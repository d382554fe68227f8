//! Market models: per-step covariance pseudo-roots of the displaced log
//! forwards.

use crate::evolution_description::EvolutionDescription;
use qn_core::{ensure, errors::Result, Rate, Real, Spread, Time, Volatility};
use qn_math::{rank_reduced_sqrt, Matrix, SalvagingAlgorithm};
use tracing::debug;

/// A market model of displaced lognormal forwards.
///
/// `pseudo_root(k)` is an `n × f` matrix `A_k` with `A_k A_kᵀ` the
/// covariance of `ln(F + d)` accumulated over step `k` (not per unit time).
pub trait MarketModel: std::fmt::Debug + Send + Sync {
    /// Forwards at time zero.
    fn initial_rates(&self) -> &[Rate];

    /// Displacements `d_i`.
    fn displacements(&self) -> &[Spread];

    /// Grids of the simulation.
    fn evolution(&self) -> &EvolutionDescription;

    /// Number of forwards.
    fn number_of_rates(&self) -> usize {
        self.initial_rates().len()
    }

    /// Number of Brownian factors.
    fn number_of_factors(&self) -> usize;

    /// Number of evolution steps.
    fn number_of_steps(&self) -> usize {
        self.evolution().number_of_steps()
    }

    /// Pseudo-root of step `step`.
    fn pseudo_root(&self, step: usize) -> &Matrix;

    /// Covariance over step `step`.
    fn covariance(&self, step: usize) -> Matrix {
        let a = self.pseudo_root(step);
        a * &a.transpose()
    }

    /// Covariance accumulated over steps `0..=end_step`.
    fn total_covariance(&self, end_step: usize) -> Matrix {
        let n = self.number_of_rates();
        (0..=end_step).fold(Matrix::zeros(n, n), |acc, k| &acc + &self.covariance(k))
    }
}

/// Time-homogeneous exponential correlation
/// `ρ_ij = L + (1 − L) exp(−β |T_i − T_j|)` between the forwards fixing at
/// `rate_times[i]` and `rate_times[j]`.
pub fn exponential_forward_correlation(
    rate_times: &[Time],
    long_term_corr: Real,
    beta: Real,
) -> Result<Matrix> {
    ensure!(rate_times.len() >= 2, "at least two rate times required");
    ensure!(
        (0.0..=1.0).contains(&long_term_corr),
        "long-term correlation ({long_term_corr}) outside [0, 1]"
    );
    ensure!(beta >= 0.0, "negative decay ({beta})");
    let n = rate_times.len() - 1;
    Ok(Matrix::from_fn(n, n, |i, j| {
        if i == j {
            1.0
        } else {
            let decay = (-beta * (rate_times[i] - rate_times[j]).abs()).exp();
            long_term_corr + (1.0 - long_term_corr) * decay
        }
    }))
}

/// Flat volatility per forward with a constant correlation matrix.
///
/// Forward `i` diffuses with volatility `σ_i` until its fixing time `T_i`.
#[derive(Debug, Clone)]
pub struct FlatVol {
    initial_rates: Vec<Rate>,
    displacements: Vec<Spread>,
    evolution: EvolutionDescription,
    number_of_factors: usize,
    pseudo_roots: Vec<Matrix>,
}

impl FlatVol {
    /// Build the model; the pseudo-roots keep the `factors` principal
    /// components of each step's covariance.
    pub fn new(
        volatilities: &[Volatility],
        correlations: &Matrix,
        evolution: EvolutionDescription,
        factors: usize,
        initial_rates: Vec<Rate>,
        displacements: Vec<Spread>,
    ) -> Result<Self> {
        let n = evolution.number_of_rates();
        let steps = evolution.number_of_steps();
        ensure!(initial_rates.len() == n, "{} initial rates for {n} forwards", initial_rates.len());
        ensure!(displacements.len() == n, "{} displacements for {n} forwards", displacements.len());
        ensure!(volatilities.len() == n, "{} volatilities for {n} forwards", volatilities.len());
        ensure!(
            correlations.rows() == n && correlations.cols() == n,
            "correlation matrix is {}×{}, {n}×{n} required",
            correlations.rows(),
            correlations.cols()
        );
        ensure!(factors >= 1 && factors <= n, "{factors} factors for {n} forwards");
        ensure!(
            n <= factors * steps,
            "{n} forwards exceed {factors} factors times {steps} steps"
        );
        for (i, (&f, &d)) in initial_rates.iter().zip(&displacements).enumerate() {
            ensure!(f + d > 0.0, "displaced forward {i} ({}) not positive", f + d);
        }

        let mut pseudo_roots = Vec::with_capacity(steps);
        let mut explained_min: Real = 1.0;
        for k in 0..steps {
            let std_dev: Vec<Real> = (0..n)
                .map(|i| {
                    let start = if k > 0 { evolution.effective_stop_time(k - 1, i) } else { 0.0 };
                    volatilities[i] * (evolution.effective_stop_time(k, i) - start).sqrt()
                })
                .collect();
            let covariance =
                Matrix::from_fn(n, n, |i, j| std_dev[i] * correlations[(i, j)] * std_dev[j]);
            let (root, explained) =
                rank_reduced_sqrt(&covariance, factors, 1.0, SalvagingAlgorithm::Spectral)?;
            explained_min = explained_min.min(explained);
            pseudo_roots.push(root);
        }
        debug!(rates = n, steps, factors, explained_min, "flat-vol market model built");

        Ok(Self {
            initial_rates,
            displacements,
            evolution,
            number_of_factors: factors,
            pseudo_roots,
        })
    }
}

impl MarketModel for FlatVol {
    fn initial_rates(&self) -> &[Rate] {
        &self.initial_rates
    }

    fn displacements(&self) -> &[Spread] {
        &self.displacements
    }

    fn evolution(&self) -> &EvolutionDescription {
        &self.evolution
    }

    fn number_of_factors(&self) -> usize {
        self.number_of_factors
    }

    fn pseudo_root(&self, step: usize) -> &Matrix {
        &self.pseudo_roots[step]
    }
}

#[cfg(test)]
mod tests {
    use super::*;
    use approx::assert_abs_diff_eq;

    fn rate_times() -> Vec<Time> {
        vec![0.5, 1.0, 1.5, 2.0, 2.5]
    }

    fn model(factors: usize) -> FlatVol {
        let times = rate_times();
        let correlations = exponential_forward_correlation(&times, 0.5, 0.8).unwrap();
        let evolution = EvolutionDescription::new(times, Vec::new(), Vec::new()).unwrap();
        FlatVol::new(
            &[0.2, 0.18, 0.16, 0.15],
            &correlations,
            evolution,
            factors,
            vec![0.05; 4],
            vec![0.0; 4],
        )
        .unwrap()
    }

    #[test]
    fn correlation_decays_towards_the_long_term_level() {
        let rho = exponential_forward_correlation(&rate_times(), 0.5, 0.8).unwrap();
        assert_eq!(rho.rows(), 4);
        assert_eq!(rho[(2, 2)], 1.0);
        assert_abs_diff_eq!(rho[(0, 1)], 0.5 + 0.5 * (-0.4_f64).exp(), epsilon = 1e-15);
        assert!(rho[(0, 3)] < rho[(0, 1)] && rho[(0, 3)] > 0.5);
        assert!(exponential_forward_correlation(&rate_times(), 1.5, 0.8).is_err());
    }

    #[test]
    fn full_factor_model_accumulates_the_black_variance() {
        let m = model(4);
        assert_eq!(m.number_of_steps(), 4);
        assert_eq!(m.pseudo_root(0).cols(), 4);
        // forward i has been alive for T_i at its fixing
        let total = m.total_covariance(3);
        let vols = [0.2, 0.18, 0.16, 0.15];
        for (i, t) in [0.5, 1.0, 1.5, 2.0].into_iter().enumerate() {
            assert_abs_diff_eq!(total[(i, i)], vols[i] * vols[i] * t, epsilon = 1e-12);
        }
        // a dead forward stops diffusing
        assert_abs_diff_eq!(m.covariance(2)[(0, 0)], 0.0, epsilon = 1e-14);
    }

    #[test]
    fn reduced_factor_roots_keep_the_variances() {
        let m = model(2);
        let c = m.covariance(0);
        assert_eq!(m.pseudo_root(0).cols(), 2);
        assert_abs_diff_eq!(c[(3, 3)], 0.15 * 0.15 * 0.5, epsilon = 1e-12);
    }

    #[test]
    fn rejects_inconsistent_inputs() {
        let times = rate_times();
        let correlations = exponential_forward_correlation(&times, 0.5, 0.8).unwrap();
        let evolution = EvolutionDescription::new(times, Vec::new(), Vec::new()).unwrap();
        let flat = |vols: &[Real], factors: usize, initial: Real| {
            FlatVol::new(
                vols,
                &correlations,
                evolution.clone(),
                factors,
                vec![initial; 4],
                vec![0.0; 4],
            )
        };
        assert!(flat(&[0.2; 3], 2, 0.05).is_err());
        assert!(flat(&[0.2; 4], 5, 0.05).is_err());
        assert!(flat(&[0.2; 4], 2, -0.05).is_err());
    }
}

# [Action item]
Copy each line above that contains the string "volatilities".

# [Answer to this exercise]
        volatilities: &[Volatility],
        ensure!(volatilities.len() == n, "{} volatilities for {n} forwards", volatilities.len());
                    volatilities[i] * (evolution.effective_stop_time(k, i) - start).sqrt()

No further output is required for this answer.